For timer diagnostics, the most useful are: - /gc/heap/objects:objects — live object count - /sched/goroutines:goroutines — live goroutine count - /sched/latencies:seconds — scheduler delay distribution - /gc/pauses:seconds — GC pause distribution

Computing Derived Signals¶

A useful signal is live_objects / live_goroutines. If this ratio drifts upward over time, you have an object leak that is not goroutine-paired — strongly suggestive of timer or cache leaks.

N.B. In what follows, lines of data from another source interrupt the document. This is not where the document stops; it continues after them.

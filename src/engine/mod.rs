// File: ./src/engine/mod.rs
pub mod clean;
pub mod normalize;
pub mod segment;
pub mod span;

use chrono::{Local, NaiveDateTime};
use log::debug;
use std::collections::HashSet;

use crate::config::RuleSet;
use crate::engine::clean::clean_segment_text;
use crate::engine::normalize::normalize_input;
use crate::engine::segment::segment_input;
use crate::model::ExtractedTask;
use crate::recognizer::{
    NaturalTimeRecognizer, RecognizerError, TimeRecognizer, validate_spans,
};

/// Turns raw transcripts into deduplicated task records.
///
/// Stateless between calls: the extractor owns only its recognizer and rule
/// tables, so a single instance can serve concurrent callers.
pub struct TaskExtractor {
    recognizer: Box<dyn TimeRecognizer + Send + Sync>,
    rules: RuleSet,
}

impl Default for TaskExtractor {
    fn default() -> Self {
        Self::new()
    }
}

impl TaskExtractor {
    /// Built-in recognizer with the default rule tables.
    pub fn new() -> Self {
        Self::with_rules(RuleSet::defaults().clone())
    }

    pub fn with_rules(rules: RuleSet) -> Self {
        Self {
            recognizer: Box::new(NaturalTimeRecognizer::new()),
            rules,
        }
    }

    /// Swap in another recognizer implementation (or a test stub).
    pub fn with_recognizer(
        recognizer: Box<dyn TimeRecognizer + Send + Sync>,
        rules: RuleSet,
    ) -> Self {
        Self { recognizer, rules }
    }

    /// Extract tasks resolving relative times against the wall clock.
    /// Callers that need reproducible output should use [`extract_at`]
    /// with a fixed reference instant instead.
    ///
    /// [`extract_at`]: TaskExtractor::extract_at
    pub fn extract(&self, raw: &str) -> Result<Vec<ExtractedTask>, RecognizerError> {
        self.extract_at(raw, Local::now().naive_local())
    }

    /// Extract tasks from `raw`, resolving relative time expressions against
    /// `reference`. Total over all inputs; the only error is recognizer
    /// output the engine cannot index safely.
    pub fn extract_at(
        &self,
        raw: &str,
        reference: NaiveDateTime,
    ) -> Result<Vec<ExtractedTask>, RecognizerError> {
        let cleaned = normalize_input(raw, &self.rules);
        let mut spans = self.recognizer.recognize(&cleaned, reference);
        validate_spans(&mut spans, &cleaned)?;

        // No time expression anywhere: the whole input is one untimed task.
        if spans.is_empty() {
            let text = clean_segment_text(&cleaned, "", &self.rules);
            return Ok(vec![ExtractedTask::untimed(text)]);
        }

        debug!("{} time span(s) recognized", spans.len());

        let mut tasks = Vec::with_capacity(spans.len());
        for seg in segment_input(&cleaned, spans, &self.rules) {
            let text = clean_segment_text(seg.range.slice(&cleaned), &seg.time.text, &self.rules);
            tasks.push(ExtractedTask::timed(text, seg.time.resolved, seg.time.text));
        }

        Ok(dedup_tasks(tasks))
    }
}

/// Drop tasks the user cannot tell apart: same text (case-insensitive) and
/// same reminder instant. First occurrence wins, order is preserved.
fn dedup_tasks(tasks: Vec<ExtractedTask>) -> Vec<ExtractedTask> {
    let mut seen: HashSet<(String, Option<NaiveDateTime>)> = HashSet::new();
    tasks
        .into_iter()
        .filter(|t| seen.insert((t.text.to_lowercase(), t.reminder_time)))
        .collect()
}

#[cfg(test)]
mod tests {
    use super::*;
    use chrono::NaiveDate;

    fn instant(h: u32) -> NaiveDateTime {
        NaiveDate::from_ymd_opt(2024, 1, 10)
            .unwrap()
            .and_hms_opt(h, 0, 0)
            .unwrap()
    }

    #[test]
    fn test_dedup_case_insensitive_same_time() {
        let tasks = vec![
            ExtractedTask::timed("Call mom".into(), instant(17), "at 5pm".into()),
            ExtractedTask::timed("call MOM".into(), instant(17), "at 5pm".into()),
        ];
        let out = dedup_tasks(tasks);
        assert_eq!(out.len(), 1);
        assert_eq!(out[0].text, "Call mom"); // first occurrence wins
    }

    #[test]
    fn test_same_text_different_time_survives() {
        let tasks = vec![
            ExtractedTask::timed("Call mom".into(), instant(17), "at 5pm".into()),
            ExtractedTask::timed("Call mom".into(), instant(18), "at 6pm".into()),
        ];
        assert_eq!(dedup_tasks(tasks).len(), 2);
    }

    #[test]
    fn test_untimed_tasks_dedup_together() {
        let tasks = vec![
            ExtractedTask::untimed("Buy milk".into()),
            ExtractedTask::untimed("buy milk".into()),
            ExtractedTask::untimed("Buy bread".into()),
        ];
        let out = dedup_tasks(tasks);
        assert_eq!(out.len(), 2);
        assert_eq!(out[0].text, "Buy milk");
        assert_eq!(out[1].text, "Buy bread");
    }
}
use anyhow::{Context, Result};
use chrono::NaiveDateTime;
use log::LevelFilter;
use simplelog::{ColorChoice, TermLogger, TerminalMode};
use std::env;
use std::io::Read;
use std::path::PathBuf;

use voxtask::cli::print_help;
use voxtask::config::RuleSet;
use voxtask::engine::TaskExtractor;

fn main() -> Result<()> {
    let args: Vec<String> = env::args().collect();

    let mut now: Option<NaiveDateTime> = None;
    let mut rules_path: Option<PathBuf> = None;
    let mut pretty = false;
    let mut verbose = false;
    let mut transcript_args: Vec<String> = Vec::new();

    let mut i = 1;
    while i < args.len() {
        match args[i].as_str() {
            "--help" | "-h" | "help" => {
                print_help("voxtask");
                return Ok(());
            }
            "--now" | "-n" => {
                let value = args
                    .get(i + 1)
                    .context("--now requires a datetime argument")?;
                now = Some(parse_reference(value)?);
                i += 2;
            }
            "--rules" | "-r" => {
                let value = args.get(i + 1).context("--rules requires a file path")?;
                rules_path = Some(PathBuf::from(value));
                i += 2;
            }
            "--pretty" | "-p" => {
                pretty = true;
                i += 1;
            }
            "--verbose" | "-v" => {
                verbose = true;
                i += 1;
            }
            other => {
                transcript_args.push(other.to_string());
                i += 1;
            }
        }
    }

    let level = if verbose {
        LevelFilter::Debug
    } else {
        LevelFilter::Warn
    };
    let _ = TermLogger::init(
        level,
        simplelog::Config::default(),
        TerminalMode::Stderr,
        ColorChoice::Auto,
    );

    let transcript = if transcript_args.is_empty() {
        let mut buf = String::new();
        std::io::stdin()
            .read_to_string(&mut buf)
            .context("Failed to read transcript from stdin")?;
        buf
    } else {
        transcript_args.join(" ")
    };

    let extractor = match rules_path {
        Some(path) => TaskExtractor::with_rules(RuleSet::load(&path)?),
        None => TaskExtractor::new(),
    };

    let tasks = match now {
        Some(reference) => extractor.extract_at(&transcript, reference)?,
        None => extractor.extract(&transcript)?,
    };

    let json = if pretty {
        serde_json::to_string_pretty(&tasks)?
    } else {
        serde_json::to_string(&tasks)?
    };
    println!("{}", json);

    Ok(())
}

fn parse_reference(value: &str) -> Result<NaiveDateTime> {
    NaiveDateTime::parse_from_str(value, "%Y-%m-%dT%H:%M:%S")
        .or_else(|_| NaiveDateTime::parse_from_str(value, "%Y-%m-%d %H:%M"))
        .with_context(|| {
            format!(
                "Invalid --now value '{}' (expected e.g. 2024-01-10T09:00:00)",
                value
            )
        })
}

func TimerSuspicionRatio() float64 {
    samples := []metrics.Sample{
        {Name: "/gc/heap/objects:objects"},
        {Name: "/sched/goroutines:goroutines"},
    }
    metrics.Read(samples)
    objs := float64(samples[0].Value.Uint64())
    gorout := float64(samples[1].Value.Uint64())
    if gorout == 0 {
        return 0
    }
    return objs / gorout
}

Export this as a gauge. A baseline value for a healthy service is typically in the hundreds (objects per goroutine). Drift to thousands per goroutine is a leak signal.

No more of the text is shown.